Let's not be quite so dramatics, gents. Reminds of a clique of 14 year old girls when someone tells them their nail polish isn't pretty.

I've been practicing for a long time and my license has never been in jeopardy, nor have my medical directors "rolled over in their scrubs", whatever that means.

Sorry, but you guys are all dead wrong if you think that ALS is clinically indicated for a patient 2 minutes from the hospital. It may be indicated by policy, or tradition, or the expectation of the ED, or what you were taught in school, but it is not indicated clinically. Distance absolutely _does_ make a difference, because transport time is a real factor in the equation that estimates the likelihood of interventions needing to be performed, as well as the time that you might have to perform those interventions. 

"I can get an IV in 30 seconds". Give me a freaking break. It takes longer than that just to spike a bag and flush the line. On an easy patient in good circumstances with everything already set up, yeah, maybe. On a pregnant, emotional, fluid overloaded patient, it will likely take longer than 2 min. Are you really going to delay transport for that? 

And more importantly, even if you DO get an IV during the 2 minute ride, so what? You are backing up to the ED doors now. Have your magic ALS skills now saved the patient? Did you really do anything important that a basic couldn't have done? Have you made any impact at all on the patient's clinical course? 

Now, extend the distance out to 15 minutes, and that changes things a little, I guess, but 15 minutes is still a pretty short transport time. If I were in the back of the ambulance with the patient described, and had a 15 minute ride, would I start an IV? Yeah, probably, primarily for analgesia. You need to be quite cautious about using narcs in a patient like this, though, especially if you can't communicate with her about her history and orientation and pain level. What if she does start to bleed a little a few minutes into the ride?  Gonna flood her with crystalloids? Do you carry blood? What if she starts to contract? You gonna giver her terbutaline? A mag load? Really - in 10 minutes? In all reality, if you are honest, you are probably just going to expedite to the ED. Just like a basic would.

You guys should probably keep in mind the very narrow type and % of patients who have been shown to benefit from ALS intervention, and think realistically about how often your interventions make an actual change in the patient's outcome.


----------



## medicsb (Mar 30, 2013)

LEB343 said:


> So I had a call yesterday that I thought was BLS (I'm an EMT) but ended up being a trauma alert according to the ER. What do you guys think?
> 
> Got called to a MVA right across the street from the ED. Two cars involved, head on collision, moderate front end damage, no airbag deployment (don't know why, should have been), no windshield damage, and no compartment intrusion. There were 7 passengers in a 4 door sedan, all unrestrained. 1 person spoke english, my patient did not. Also, my patient was the only patient "injured".
> 
> ...



Despite knowing that the hospital called it a trauma "alert", I don't see anything that would warrant ALS... Even if you were 20 minutes from the hospital.  I spent 3 months at a level II for my surgical rotation and they had a hair-trigger for calling "trauma alerts".  A lot of patients had ALS (i.e. an IV) initiated, but, honestly, it was usually meaningless.  

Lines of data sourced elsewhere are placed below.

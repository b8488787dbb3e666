//! 出力分布の順位付け

use std::collections::HashMap;
use tracing::warn;

use crate::types::{Category, ClassificationResult, LabelSet, Prediction};

/// テーブルにラベルがない場合の再利用可否
pub const FALLBACK_REUSABLE: bool = true;

/// ラベル -> 再利用可能か
#[derive(Debug, Clone, PartialEq, Eq)]
pub struct ReusabilityTable(HashMap<String, bool>);

impl ReusabilityTable {
    /// ReHomeの全カテゴリを網羅したテーブル
    pub fn rehome() -> Self {
        Self(
            Category::ALL
                .iter()
                .map(|c| (c.as_str().to_string(), c.is_reusable()))
                .collect(),
        )
    }

    pub fn from_map(map: HashMap<String, bool>) -> Self {
        Self(map)
    }

    /// 設定による上書きを適用
    pub fn with_overrides(mut self, overrides: &HashMap<String, bool>) -> Self {
        self.0
            .extend(overrides.iter().map(|(label, reusable)| (label.clone(), *reusable)));
        self
    }

    pub fn lookup(&self, label: &str) -> Option<bool> {
        self.0.get(label).copied()
    }
}

impl Default for ReusabilityTable {
    fn default() -> Self {
        Self::rehome()
    }
}

/// 出力分布をラベルと対応付けて降順に並べる
///
/// 同じ確信度はラベルセット順を保つ（安定ソート）。
///
/// # Panics
/// 分布の長さとラベル数が異なる場合。モデルとラベルセットの不整合を示す。
pub fn rank(distribution: &[f32], label_set: &LabelSet, table: &ReusabilityTable) -> ClassificationResult {
    assert_eq!(
        distribution.len(),
        label_set.len(),
        "distribution width does not match the label set; model and labels are out of sync"
    );

    let mut ranked: Vec<Prediction> = label_set
        .iter()
        .zip(distribution)
        .map(|(label, &confidence)| Prediction {
            category: label.to_string(),
            confidence,
        })
        .collect();
    ranked.sort_by(|a, b| b.confidence.total_cmp(&a.confidence));

    let top = &ranked[0];
    let (reusable, reusability_fallback) = match table.lookup(&top.category) {
        Some(reusable) => (reusable, false),
        None => {
            warn!(
                label = %top.category,
                "ラベルが再利用テーブルにありません。フォールバック値を使用します"
            );
            (FALLBACK_REUSABLE, true)
        }
    };

    ClassificationResult {
        category: top.category.clone(),
        confidence: top.confidence,
        all_predictions: ranked,
        reusable,
        reusability_fallback,
        reasoning: None,
    }
}
pub mod model_metadata;
pub mod model_storage;
pub mod inference_config;
pub mod config;

pub use model_metadata::ModelMetadata;
pub use model_storage::{save_model_package, read_model_package, load_model_package, load_metadata, print_metadata_info, ModelPackage};
pub use inference_config::InferenceConfig;
pub use config::{ClassifierConfig, DeviceType, ModelSettings, HeadSettings, PreprocessSettings, ResizeMode, RuntimeSettings, FetchSettings};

Also to consider is that if there is an EM or surgery residency at the hospital, they will make a lot of stuff "trauma" as it is practice for the residents.  Hospital that don't have to train docs on how to run traumas are likely to call alerts much less (in my experience).


----------



## ccmedoc (Mar 30, 2013)

OB trauma is an ALS pt. Should have had a Paramedic in the back for transport, if there was one on scene. Fancy skills and ability to perform procedures aside, the increased "assessment knowledge" that the paramedic is supposed to posses, as well as the ability to recognize decompensation better than the basic EMT warrants this. A lot can happen in two minutes, and some of the subtle changes in condition that may escape a basic assessment should be noticed by a competent Paramedic and communicated to the ED staff. Hemorrhage for this pt is likely NOT to be external, and subtle advanced assessment would provide her with the best care. If time warranted, IV would be appreciated..anybody ever seen a DIC pt decomp and try to establish peripheral access?? You'd be surprised how fast this all happens in the pregnant pt, as they are already coagulopathic..

Am I wrong?? Being in this position, I would NEVER pass this to a basic..Just not a good professional decision..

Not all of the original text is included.